次いで、ＣＡＲＶＥＲ流体圧プレスで、ブレンドを１２ｃｍ×１４ｃｍの寸法の２ｍｍ厚のパッドに成形した。約７グラムの均質化されたポリマーを、ＴＥＦＬＯＮ（商標）被覆アルミニウム箔でライニングされた真鍮圧盤の間で成形した。１０．２×１０．２ｃｍ（４インチ×４インチ）正方形開口部を有する０．０８ｃｍ（０．０３３インチ）厚のチェースを使用して、試料厚を制御した。最小限の圧力下で１７０℃または１８０℃での１分間の予熱後、流体圧荷重を徐々に４４．５〜６６．７ｋＮ（１００００〜１５０００ｌｂ_ｆ）に増加させ、そこで３分間保持した。続いて、水冷されたプレスの圧盤の間で、試料および成形プレートを、４４．５〜６６．７ｋＮ（１００００〜１５０００ｌｂ_ｆ）荷重下で３分間冷却した。物理的特性試験の前に、プラークを室温で最低２４時間平衡化させた。

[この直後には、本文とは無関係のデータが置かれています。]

//! Filter expressions evaluated against decoded object bodies.
//!
//! Wire format: `[and|or|not] <property> <op> <value>` repeated, separated by
//! whitespace. String literals are single-quoted (`''` escapes a quote inside
//! them); numbers and dates are bare.
//!
//! Every clause is applied as a conjunction. The connective of each clause is
//! parsed and kept on the [`Clause`] but does not change evaluation: existing
//! clients rely on `or`/`not` behaving like `and`.

use std::cmp::Ordering;

use chrono::{DateTime, NaiveDate, NaiveDateTime, Utc};
use serde_json::Value;

use super::query::QueryError;

#[derive(Debug, Clone, Copy, PartialEq, Eq)]
pub enum Connective {
    And,
    Or,
    Not,
}

impl Connective {
    fn parse(token: &str) -> Option<Self> {
        match token.to_ascii_lowercase().as_str() {
            "and" => Some(Self::And),
            "or" => Some(Self::Or),
            "not" => Some(Self::Not),
            _ => None,
        }
    }
}

#[derive(Debug, Clone, Copy, PartialEq, Eq)]
pub enum Operator {
    Eq,
    Ne,
    Gt,
    Ge,
    Lt,
    Le,
    /// contains
    Co,
    /// starts with
    Sw,
    /// ends with
    Ew,
}

impl Operator {
    fn parse(token: &str) -> Option<Self> {
        match token.to_ascii_lowercase().as_str() {
            "eq" => Some(Self::Eq),
            "ne" => Some(Self::Ne),
            "gt" => Some(Self::Gt),
            "ge" => Some(Self::Ge),
            "lt" => Some(Self::Lt),
            "le" => Some(Self::Le),
            "co" => Some(Self::Co),
            "sw" => Some(Self::Sw),
            "ew" => Some(Self::Ew),
            _ => None,
        }
    }
}

/// Clause literal after type inference.
#[derive(Debug, Clone, PartialEq)]
pub enum Literal {
    Date(DateTime<Utc>),
    Number(f64),
    Text(String),
}

#[derive(Debug, Clone, PartialEq)]
pub struct Clause {
    pub connective: Connective,
    pub property: String,
    pub op: Operator,
    pub literal: Literal,
    /// literal text with quotes removed; used by the substring operators
    pub text: String,
}

#[derive(Debug, Clone, Default, PartialEq)]
pub struct Filter {
    clauses: Vec<Clause>,
}

#[derive(Debug, Clone, PartialEq)]
enum Token {
    Bare(String),
    Quoted(String),
}

impl Token {
    fn text(&self) -> &str {
        match self {
            Token::Bare(s) | Token::Quoted(s) => s,
        }
    }
}

fn tokenize(src: &str) -> Result<Vec<Token>, QueryError> {
    let mut tokens = Vec::new();
    let mut chars = src.char_indices().peekable();
    while let Some(&(start, c)) = chars.peek() {
        if c.is_whitespace() {
            chars.next();
            continue;
        }
        if c == '\'' {
            chars.next();
            let mut text = String::new();
            let mut closed = false;
            while let Some((_, ch)) = chars.next() {
                if ch == '\'' {
                    if matches!(chars.peek(), Some((_, '\''))) {
                        chars.next();
                        text.push('\'');
                        continue;
                    }
                    closed = true;
                    break;
                }
                text.push(ch);
            }
            if !closed {
                return Err(QueryError::UnterminatedQuote(start));
            }
            tokens.push(Token::Quoted(text));
        } else {
            let mut text = String::new();
            while let Some(&(_, ch)) = chars.peek() {
                if ch.is_whitespace() {
                    break;
                }
                text.push(ch);
                chars.next();
            }
            tokens.push(Token::Bare(text));
        }
    }
    Ok(tokens)
}

pub(crate) fn parse_date(s: &str) -> Option<DateTime<Utc>> {
    if let Ok(dt) = DateTime::parse_from_rfc3339(s) {
        return Some(dt.with_timezone(&Utc));
    }
    if let Ok(dt) = NaiveDateTime::parse_from_str(s, "%Y-%m-%dT%H:%M:%S%.f") {
        return Some(dt.and_utc());
    }
    NaiveDate::parse_from_str(s, "%Y-%m-%d")
        .ok()
        .and_then(|d| d.and_hms_opt(0, 0, 0))
        .map(|dt| dt.and_utc())
}

fn parse_number(s: &str) -> Option<f64> {
    s.trim().parse::<f64>().ok().filter(|n| n.is_finite())
}

/// Date first, then number, then string. Quoted literals are always strings.
fn classify(token: &Token) -> Literal {
    match token {
        Token::Quoted(s) => Literal::Text(s.clone()),
        Token::Bare(s) => {
            if let Some(dt) = parse_date(s) {
                Literal::Date(dt)
            } else if let Some(n) = parse_number(s) {
                Literal::Number(n)
            } else {
                Literal::Text(s.clone())
            }
        }
    }
}

impl Filter {
    /// Parse a filter expression. Blank input yields an empty filter that matches everything.
    pub fn parse(src: &str) -> Result<Self, QueryError> {
        let tokens = tokenize(src)?;
        let mut clauses = Vec::new();
        let mut it = tokens.iter().peekable();

        while it.peek().is_some() {
            let mut connective = Connective::And;
            // a connective needs a whole clause after it; a word followed by an operator is a property
            while let Some(Token::Bare(word)) = it.peek().copied() {
                let names_property = matches!(it.clone().nth(1), Some(Token::Bare(w)) if Operator::parse(w).is_some());
                match Connective::parse(word) {
                    Some(c) if it.len() > 3 && !names_property => {
                        connective = c;
                        it.next();
                    }
                    _ => break,
                }
            }

            let property = it
                .next()
                .ok_or_else(|| QueryError::IncompleteClause("missing property".into()))?;
            let property = property.text().to_string();
            if property.is_empty() {
                return Err(QueryError::IncompleteClause("empty property name".into()));
            }

            let op_token = it
                .next()
                .ok_or_else(|| QueryError::IncompleteClause(format!("missing operator after '{property}'")))?;
            let op = match op_token {
                Token::Bare(word) => Operator::parse(word),
                Token::Quoted(_) => None,
            }
            .ok_or_else(|| QueryError::UnknownOperator(op_token.text().to_string()))?;

            let value = it
                .next()
                .ok_or_else(|| QueryError::IncompleteClause(format!("missing value after '{property}'")))?;

            clauses.push(Clause {
                connective,
                property,
                op,
                literal: classify(value),
                text: value.text().to_string(),
            });
        }

        Ok(Self { clauses })
    }

    pub fn clauses(&self) -> &[Clause] { &self.clauses }

    pub fn is_empty(&self) -> bool { self.clauses.is_empty() }

    pub fn matches(&self, doc: &Value) -> bool {
        self.clauses.iter().all(|c| c.matches(doc))
    }
}

/// Walk a dotted path (`stats.level`) through nested objects.
pub(crate) fn lookup<'a>(doc: &'a Value, path: &str) -> Option<&'a Value> {
    path.split('.').try_fold(doc, |v, seg| v.get(seg))
}

fn text_of(value: &Value) -> Option<String> {
    match value {
        Value::String(s) => Some(s.clone()),
        Value::Number(n) => Some(n.to_string()),
        Value::Bool(b) => Some(b.to_string()),
        _ => None,
    }
}

fn number_of(value: &Value) -> Option<f64> {
    match value {
        Value::Number(n) => n.as_f64(),
        Value::String(s) => parse_number(s),
        _ => None,
    }
}

fn compare_ignore_case(a: &str, b: &str) -> Ordering {
    a.chars()
        .flat_map(char::to_uppercase)
        .cmp(b.chars().flat_map(char::to_uppercase))
}

fn ordered(op: Operator, ord: Ordering) -> bool {
    match op {
        Operator::Eq => ord == Ordering::Equal,
        Operator::Ne => ord != Ordering::Equal,
        Operator::Gt => ord == Ordering::Greater,
        Operator::Ge => ord != Ordering::Less,
        Operator::Lt => ord == Ordering::Less,
        Operator::Le => ord != Ordering::Greater,
        Operator::Co | Operator::Sw | Operator::Ew => false,
    }
}

impl Clause {
    pub fn matches(&self, doc: &Value) -> bool {
        let value = match lookup(doc, &self.property) {
            Some(Value::Null) | None => return false,
            Some(v) => v,
        };

        if matches!(self.op, Operator::Co | Operator::Sw | Operator::Ew) {
            let Some(s) = text_of(value) else { return false };
            return match self.op {
                Operator::Co => s.contains(&self.text),
                Operator::Sw => s.starts_with(&self.text),
                _ => s.ends_with(&self.text),
            };
        }

        match &self.literal {
            Literal::Number(n) => match number_of(value).and_then(|v| v.partial_cmp(n)) {
                Some(ord) => ordered(self.op, ord),
                None => false,
            },
            Literal::Date(d) => match value.as_str().and_then(parse_date) {
                Some(v) => ordered(self.op, v.cmp(d)),
                None => false,
            },
            Literal::Text(t) => {
                let Some(s) = text_of(value) else { return false };
                match self.op {
                    Operator::Eq => s == *t,
                    Operator::Ne => s != *t,
                    // prefix match, not lexicographic
                    Operator::Gt | Operator::Ge => s.starts_with(t.as_str()),
                    Operator::Lt | Operator::Le => ordered(self.op, compare_ignore_case(&s, t)),
                    Operator::Co | Operator::Sw | Operator::Ew => false,
                }
            }
        }
    }
}
pub mod auth;
pub mod errors;
pub mod openapi;
pub mod routes;
pub mod startup;
pub mod state;

pub use startup::{app, run};
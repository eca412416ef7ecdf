//! Score-ordered reads over one object type.
//!
//! Both reads are pushed down to the repository (ordered/limited select and a
//! count), so they stay cheap even for types too large to scan in memory.

use std::sync::Arc;

use tracing::{debug, instrument};

use models::storage_object as rules;

use crate::errors::ServiceError;
use crate::pagination::Pagination;
use crate::storage::domain::{RankEntry, RankedObject};
use crate::storage::repository::StorageObjectRepository;

/// Page size when the client does not ask for one.
pub const DEFAULT_TOP: u64 = 10;

pub struct LeaderboardService<R: ?Sized> {
    repo: Arc<R>,
}

impl<R: StorageObjectRepository + ?Sized> LeaderboardService<R> {
    pub fn new(repo: Arc<R>) -> Self { Self { repo } }

    /// Full objects, highest scores first; equal scores share a rank.
    #[instrument(skip(self))]
    pub async fn top(&self, object_type: &str, top: Option<i64>) -> Result<Vec<RankedObject>, ServiceError> {
        rules::validate_object_type(object_type)?;
        let (_, limit) = Pagination::new(None, top).normalize_with_default(DEFAULT_TOP);
        let rows = self.repo.top_by_score(object_type, limit as u64).await?;

        let mut out: Vec<RankedObject> = Vec::with_capacity(rows.len());
        for (i, object) in rows.into_iter().enumerate() {
            let rank = match out.last() {
                Some(prev) if prev.object.object_score == object.object_score => prev.rank,
                _ => i as u64 + 1,
            };
            out.push(RankedObject { object, rank });
        }
        debug!(returned = out.len(), "leaderboard_top");
        Ok(out)
    }

    /// `None` when the object does not exist.
    #[instrument(skip(self))]
    pub async fn rank(&self, object_id: &str) -> Result<Option<RankEntry>, ServiceError> {
        let Some(object) = self.repo.find(object_id).await? else { return Ok(None) };
        let above = self.repo.count_above(&object.object_type, object.object_score).await?;
        Ok(Some(RankEntry {
            object_id: object.object_id,
            object_type: object.object_type,
            object_score: object.object_score,
            rank: above + 1,
        }))
    }
}
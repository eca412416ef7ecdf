#![cfg(test)]
use tokio::sync::OnceCell;
use sea_orm::DatabaseConnection;
use migration::MigratorTrait;
use models::db::{connect_with_config, DatabaseConfig};

// Ensure migrations run only once across the entire test process
static MIGRATED: OnceCell<()> = OnceCell::const_new();

/// Database tests run only when `DATABASE_URL` is provided and `SKIP_DB_TESTS` is unset.
pub fn db_tests_enabled() -> bool {
    std::env::var("DATABASE_URL").is_ok() && std::env::var("SKIP_DB_TESTS").is_err()
}

pub async fn get_db() -> Result<Option<DatabaseConnection>, anyhow::Error> {
    if !db_tests_enabled() {
        return Ok(None);
    }

    // Run migrations exactly once, with a throwaway connection
    MIGRATED
        .get_or_try_init(|| async {
            let db = connect_with_config(&test_config()).await?;
            migration::Migrator::up(&db, None).await?;
            drop(db);
            Ok::<(), anyhow::Error>(())
        })
        .await?;

    // Return a fresh connection for the current test's runtime
    let db = connect_with_config(&test_config()).await?;
    Ok(Some(db))
}

fn test_config() -> DatabaseConfig {
    let mut cfg = DatabaseConfig::from_file().unwrap_or_else(|_| DatabaseConfig::from_env());
    cfg.max_connections = cfg.max_connections.max(10);
    cfg.min_connections = cfg.min_connections.min(1);
    cfg.acquire_timeout = std::time::Duration::from_secs(10);
    cfg
}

表３中のデータは、空気バリア特性を向上させるためのＥＶＯＨを含むクロロブチル系ＴＰＶが柔軟性であり、処理性のための低溶融粘度を有していたことを示している。
例３〜５：表４中の成分の比率で、ＥＰＤＭ−ＥＶＯＨＴＰＶを調製した。

例３から５の熱可塑性加硫物の調製において、以下の一般手順を使用した。ＳＡＮＴＯＰＲＥＮＥＴＰＶ、ＬＬＤＰＥ、ＥＶＯＨ、および他の配合成分を、まず約４５ｍＬの混合ヘッドを有するＢＲＡＢＥＮＤＥＲ溶融ミキサー内で混合した。ＢＲＡＢＥＮＤＥＲミキサーは、１００ｒｐｍおよび１８０℃の温度で操作した。この温度での混合時間は５〜１０分間であり、この後に試料を混合チャンバから取り出した。均質化された試料を、分析のために、上述と同様の様式で、ＣＡＲＶＥＲ流体圧プレスで圧縮下でフィルムとして成形した。物理的特性について試料を試験したが、選択された結果を表５に示す。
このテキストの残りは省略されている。